Movies like The Wolf of Wall Street, The Big Short, and American Hustle may glamourize white collar crime, but the reality is that white collar crimes are extremely serious and are punishable by strict penalties, including prison time. Although Hollywood gets many of the facts right, there is a lot of misinformation out there about what constitutes a white collar crime and what types of people get caught up in these kinds of cases. Here are some of the most common questions and answers about white collar crimes.
What Is White Collar Crime?
In general, “white collar crime” is an umbrella term that refers to financial crimes. There is no single federal or state statute that defines “white collar crime.” Rather, these types of offenses are defined in various statutes and tend to involve the theft, manipulation, or mishandling of money, commodities, stocks, mortgages, taxes, and many other types of financial products.
Although white collar crimes definitely involve victims, they don’t involve violent acts or the use of physical force.

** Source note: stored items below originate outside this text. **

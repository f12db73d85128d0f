use thiserror::Error;

use crate::error::ErrorKind;

#[derive(Debug, Clone, PartialEq, Eq, Error)]
/// Represents all errors that can occur during parsing.
///
/// Both parsing strategies report exactly the same variant for the same
/// input.
pub enum ParseError {
    /// A number appeared directly after a complete operand.
    #[error("Error at position {position}: invalid expression, unexpected token {token}.")]
    UnexpectedToken {
        /// The token encountered.
        token:    String,
        /// Byte offset of the token.
        position: usize,
    },
    /// An operand was expected but an operator, `)` or the end was found.
    #[error("Error at position {position}: invalid expression, missing operand before {found}.")]
    MissingOperand {
        /// What was found instead of the operand.
        found:    String,
        /// Byte offset of what was found.
        position: usize,
    },
    /// Found extra tokens after a structurally complete expression.
    #[error("Error at position {position}: unexpected trailing input {token}.")]
    TrailingInput {
        /// The extra token.
        token:    String,
        /// Byte offset of the token.
        position: usize,
    },
    /// Parentheses and prefix signs are nested too deeply.
    #[error("Error at position {position}: expression nests deeper than {limit} levels.")]
    NestingTooDeep {
        /// The configured maximum depth.
        limit:    usize,
        /// Byte offset of the token that crossed the limit.
        position: usize,
    },
    /// An opening parenthesis was never closed.
    #[error("Error at position {position}: unclosed parenthesis.")]
    UnmatchedOpen {
        /// Byte offset of the innermost unclosed `(`.
        position: usize,
    },
    /// A closing parenthesis has no matching opening one.
    #[error("Error at position {position}: unexpected closing parenthesis.")]
    UnmatchedClose {
        /// Byte offset of the stray `)`.
        position: usize,
    },
}

impl ParseError {
    /// Byte offset the error refers to.
    #[must_use]
    pub const fn position(&self) -> usize {
        match self {
            Self::UnexpectedToken { position, .. }
            | Self::MissingOperand { position, .. }
            | Self::TrailingInput { position, .. }
            | Self::NestingTooDeep { position, .. }
            | Self::UnmatchedOpen { position }
            | Self::UnmatchedClose { position } => *position,
        }
    }

    /// `ParenMismatch` for parenthesis errors, `Syntax` for everything else.
    #[must_use]
    pub const fn kind(&self) -> ErrorKind {
        match self {
            Self::UnmatchedOpen { .. } | Self::UnmatchedClose { .. } => ErrorKind::ParenMismatch,
            _ => ErrorKind::Syntax,
        }
    }
}
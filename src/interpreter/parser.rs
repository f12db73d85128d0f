/// Binary expression parsing.
///
/// Implements the additive and multiplicative precedence levels of the
/// recursive-descent parser.
pub mod binary;

/// Core parser entry points.
///
/// Defines the parser result type, the [`core::ExpressionParser`] capability,
/// the strategy selector and the structure handed to the evaluator.
pub mod core;

/// Shunting-yard conversion.
///
/// Converts infix tokens to a reverse-Polish sequence using an operator
/// stack.
pub mod shunting;

/// Unary and primary expression parsing.
///
/// Handles prefix signs, number literals and parenthesized groups.
pub mod unary;

/// Parser utility functions.
///
/// Error classification shared by both strategies and the nesting check.
pub mod utils;
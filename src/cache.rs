use std::{
    collections::HashMap,
    fmt,
    sync::{Mutex, MutexGuard, PoisonError},
};

use serde::Serialize;
use tracing::{debug, info};

use crate::{compute_normalized, config::EngineConfig, error::EvalError};

/// Removes every whitespace character from an expression.
///
/// This is the only normalization applied to cache keys: case, digits and
/// numeric formatting are kept verbatim, so `2+3` and `2 + 3` share a key
/// while `2.0+3` does not.
///
/// # Example
/// ```
/// use memocalc::cache::normalize;
///
/// assert_eq!(normalize(" 2 +\t3 * 4\n"), "2+3*4");
/// ```
#[must_use]
pub fn normalize(expression: &str) -> String {
    expression.chars().filter(|c| !c.is_whitespace()).collect()
}

/// A snapshot of cache usage.
#[derive(Debug, Clone, Copy, PartialEq, Serialize)]
pub struct CacheStats {
    /// Requests answered from the cache.
    pub hits:     u64,
    /// Requests that ran the pipeline, successful or not.
    pub misses:   u64,
    /// `hits + misses`.
    pub total:    u64,
    /// `hits / total * 100`, or `0` before the first request.
    pub hit_rate: f64,
    /// Number of stored results.
    pub entries:  usize,
}

impl fmt::Display for CacheStats {
    /// Multi-line report, one counter per line, without a trailing newline.
    fn fmt(&self, f: &mut fmt::Formatter<'_>) -> fmt::Result {
        writeln!(f, "Cache statistics:")?;
        writeln!(f, "  hits:     {}", self.hits)?;
        writeln!(f, "  misses:   {}", self.misses)?;
        writeln!(f, "  total:    {}", self.total)?;
        writeln!(f, "  hit rate: {:.2}%", self.hit_rate)?;
        write!(f, "  entries:  {}", self.entries)
    }
}

#[derive(Debug, Default)]
struct CacheState {
    entries: HashMap<String, f64>,
    hits:    u64,
    misses:  u64,
}

/// Memoizing front end of the evaluation pipeline.
///
/// Results are keyed by the [`normalize`]d expression and kept until
/// [`ExpressionCache::clear`]; there is no eviction. Failed evaluations are
/// never stored, so an invalid expression is re-parsed (and re-reported) on
/// every call.
///
/// The table and both counters sit behind a single lock that is held for a
/// whole lookup-compute-store sequence, so the cache can be shared between
/// threads through an `Arc` without a `clear` ever interleaving with a
/// read-then-write pair.
///
/// # Example
/// ```
/// use memocalc::cache::ExpressionCache;
///
/// let cache = ExpressionCache::new();
/// assert_eq!(cache.evaluate("2+3*4").unwrap(), 14.0);
/// assert_eq!(cache.evaluate(" 2 + 3 * 4 ").unwrap(), 14.0);
///
/// let stats = cache.stats();
/// assert_eq!((stats.hits, stats.misses), (1, 1));
/// assert_eq!(stats.hit_rate, 50.0);
/// ```
#[derive(Debug, Default)]
pub struct ExpressionCache {
    config: EngineConfig,
    state:  Mutex<CacheState>,
}

impl ExpressionCache {
    /// Creates an empty cache with the default configuration.
    #[must_use]
    pub fn new() -> Self {
        Self::default()
    }

    /// Creates an empty cache that evaluates with `config`.
    #[must_use]
    pub fn with_config(config: EngineConfig) -> Self {
        Self { config,
               state: Mutex::default() }
    }

    /// Returns the configuration this cache evaluates with.
    #[must_use]
    pub const fn config(&self) -> &EngineConfig {
        &self.config
    }

    /// Evaluates an expression, answering from the cache when possible.
    ///
    /// Exactly one of the hit and miss counters moves per call. On a hit the
    /// stored value is returned without lexing or parsing. On a miss the
    /// full pipeline runs and a successful result is stored.
    ///
    /// # Errors
    /// Returns the [`EvalError`] of whichever stage failed; nothing is
    /// stored in that case.
    pub fn evaluate(&self, expression: &str) -> Result<f64, EvalError> {
        let key = normalize(expression);
        let mut state = self.lock();

        if self.config.caching
           && let Some(&value) = state.entries.get(&key)
        {
            state.hits += 1;
            debug!(expression = %key, value, "cache hit");
            return Ok(value);
        }

        state.misses += 1;
        debug!(expression = %key, "cache miss");

        let value = compute_normalized(&key, &self.config)?;

        if self.config.caching {
            debug!(expression = %key, value, "storing result");
            state.entries.insert(key, value);
        }

        Ok(value)
    }

    /// Returns the current hit/miss counters and entry count.
    #[must_use]
    #[allow(clippy::cast_precision_loss)]
    pub fn stats(&self) -> CacheStats {
        let state = self.lock();
        let total = state.hits + state.misses;
        let hit_rate = if total > 0 {
            state.hits as f64 / total as f64 * 100.0
        } else {
            0.0
        };

        CacheStats { hits: state.hits,
                     misses: state.misses,
                     total,
                     hit_rate,
                     entries: state.entries.len() }
    }

    /// Removes every stored result. The counters keep their lifetime
    /// totals; see [`ExpressionCache::reset_stats`].
    pub fn clear(&self) {
        let mut state = self.lock();
        let removed = state.entries.len();
        state.entries.clear();
        info!(removed, "expression cache cleared");
    }

    /// Zeroes the hit and miss counters without touching stored results.
    pub fn reset_stats(&self) {
        let mut state = self.lock();
        state.hits = 0;
        state.misses = 0;
        info!("expression cache statistics reset");
    }

    /// Number of stored results.
    #[must_use]
    pub fn len(&self) -> usize {
        self.lock().entries.len()
    }

    #[must_use]
    pub fn is_empty(&self) -> bool {
        self.len() == 0
    }

    /// Whether a result for `expression` (after normalization) is stored.
    /// Does not count as a request.
    #[must_use]
    pub fn contains(&self, expression: &str) -> bool {
        self.lock().entries.contains_key(&normalize(expression))
    }

    /// The stored normalized expressions and their values, sorted by key.
    #[must_use]
    pub fn cached_expressions(&self) -> Vec<(String, f64)> {
        let mut entries: Vec<(String, f64)> = self.lock()
                                                  .entries
                                                  .iter()
                                                  .map(|(key, value)| (key.clone(), *value))
                                                  .collect();
        entries.sort_by(|a, b| a.0.cmp(&b.0));
        entries
    }

    fn lock(&self) -> MutexGuard<'_, CacheState> {
        // The state has no cross-field invariant a panic could break.
        self.state.lock().unwrap_or_else(PoisonError::into_inner)
    }
}

#[cfg(test)]
mod tests {
    use super::*;
    use crate::error::{ErrorKind, ParseError};

    #[test]
    fn hit_after_whitespace_change() {
        let cache = ExpressionCache::new();
        assert_eq!(cache.evaluate("2+3*4"), Ok(14.0));
        assert_eq!(cache.evaluate(" 2 + 3 * 4 "), Ok(14.0));

        let stats = cache.stats();
        assert_eq!(stats.misses, 1);
        assert_eq!(stats.hits, 1);
        assert_eq!(stats.total, 2);
        assert_eq!(stats.entries, 1);
    }

    #[test]
    fn formatting_is_part_of_the_key() {
        let cache = ExpressionCache::new();
        cache.evaluate("2+3").unwrap();
        cache.evaluate("2.0+3").unwrap();
        assert_eq!(cache.stats().misses, 2);
        assert_eq!(cache.len(), 2);
    }

    #[test]
    fn failures_are_never_stored() {
        let cache = ExpressionCache::new();
        for _ in 0..3 {
            let err = cache.evaluate("2+").unwrap_err();
            assert_eq!(err.kind(), ErrorKind::Syntax);
            assert!(matches!(err, EvalError::Parse(ParseError::MissingOperand { .. })));
        }

        let stats = cache.stats();
        assert_eq!((stats.hits, stats.misses), (0, 3));
        assert!(cache.is_empty());
        assert!(!cache.contains("2+"));
    }

    #[test]
    fn clear_keeps_counters() {
        let cache = ExpressionCache::new();
        cache.evaluate("1+1").unwrap();
        cache.evaluate("1+1").unwrap();
        cache.clear();

        assert!(cache.is_empty());
        assert_eq!(cache.stats().hits, 1);

        cache.evaluate("1+1").unwrap();
        let stats = cache.stats();
        assert_eq!((stats.hits, stats.misses), (1, 2));
    }

    #[test]
    fn reset_stats_keeps_entries() {
        let cache = ExpressionCache::new();
        cache.evaluate("6/3").unwrap();
        cache.reset_stats();

        assert_eq!(cache.stats().total, 0);
        assert!(cache.contains(" 6 / 3 "));
    }

    #[test]
    fn stats_report() {
        let cache = ExpressionCache::new();
        cache.evaluate("1+1").unwrap();
        cache.evaluate("1 + 1").unwrap();
        cache.evaluate("1+2").unwrap();

        assert_eq!(cache.stats().to_string(),
                   "Cache statistics:\n  \
                    hits:     1\n  \
                    misses:   2\n  \
                    total:    3\n  \
                    hit rate: 33.33%\n  \
                    entries:  2");
    }

    #[test]
    fn empty_stats() {
        let stats = ExpressionCache::new().stats();
        assert_eq!(stats.total, 0);
        assert!(stats.hit_rate.abs() < f64::EPSILON);
    }

    #[test]
    fn disabled_cache_always_misses() {
        let cache = ExpressionCache::with_config(EngineConfig::default().without_cache());
        cache.evaluate("1+2").unwrap();
        cache.evaluate("1+2").unwrap();

        let stats = cache.stats();
        assert_eq!((stats.hits, stats.misses, stats.entries), (0, 2, 0));
    }

    #[test]
    fn cached_expressions_are_sorted() {
        let cache = ExpressionCache::new();
        cache.evaluate("3*3").unwrap();
        cache.evaluate("1 + 1").unwrap();
        assert_eq!(cache.cached_expressions(),
                   vec![("1+1".to_string(), 2.0), ("3*3".to_string(), 9.0)]);
    }
}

In many cases, a white collar crime also involves someone in a position of power or authority abusing their position or betraying another’s trust. This is the type of abuse you see in large-scale fraud, such as Ponzi schemes.
These offenses are referred to as “white collar” because the people who perpetrate them tend to be non-violent criminals who work in the financial industry. By contrast, “blue collar” workers were historically known as those who worked in factories, construction, or other manual labor industries. Although this distinction is less applicable now, the terms persist as a way of distinguishing between a perceived higher-class, more educated worker versus someone who works in a skilled trade or by performing manual labor.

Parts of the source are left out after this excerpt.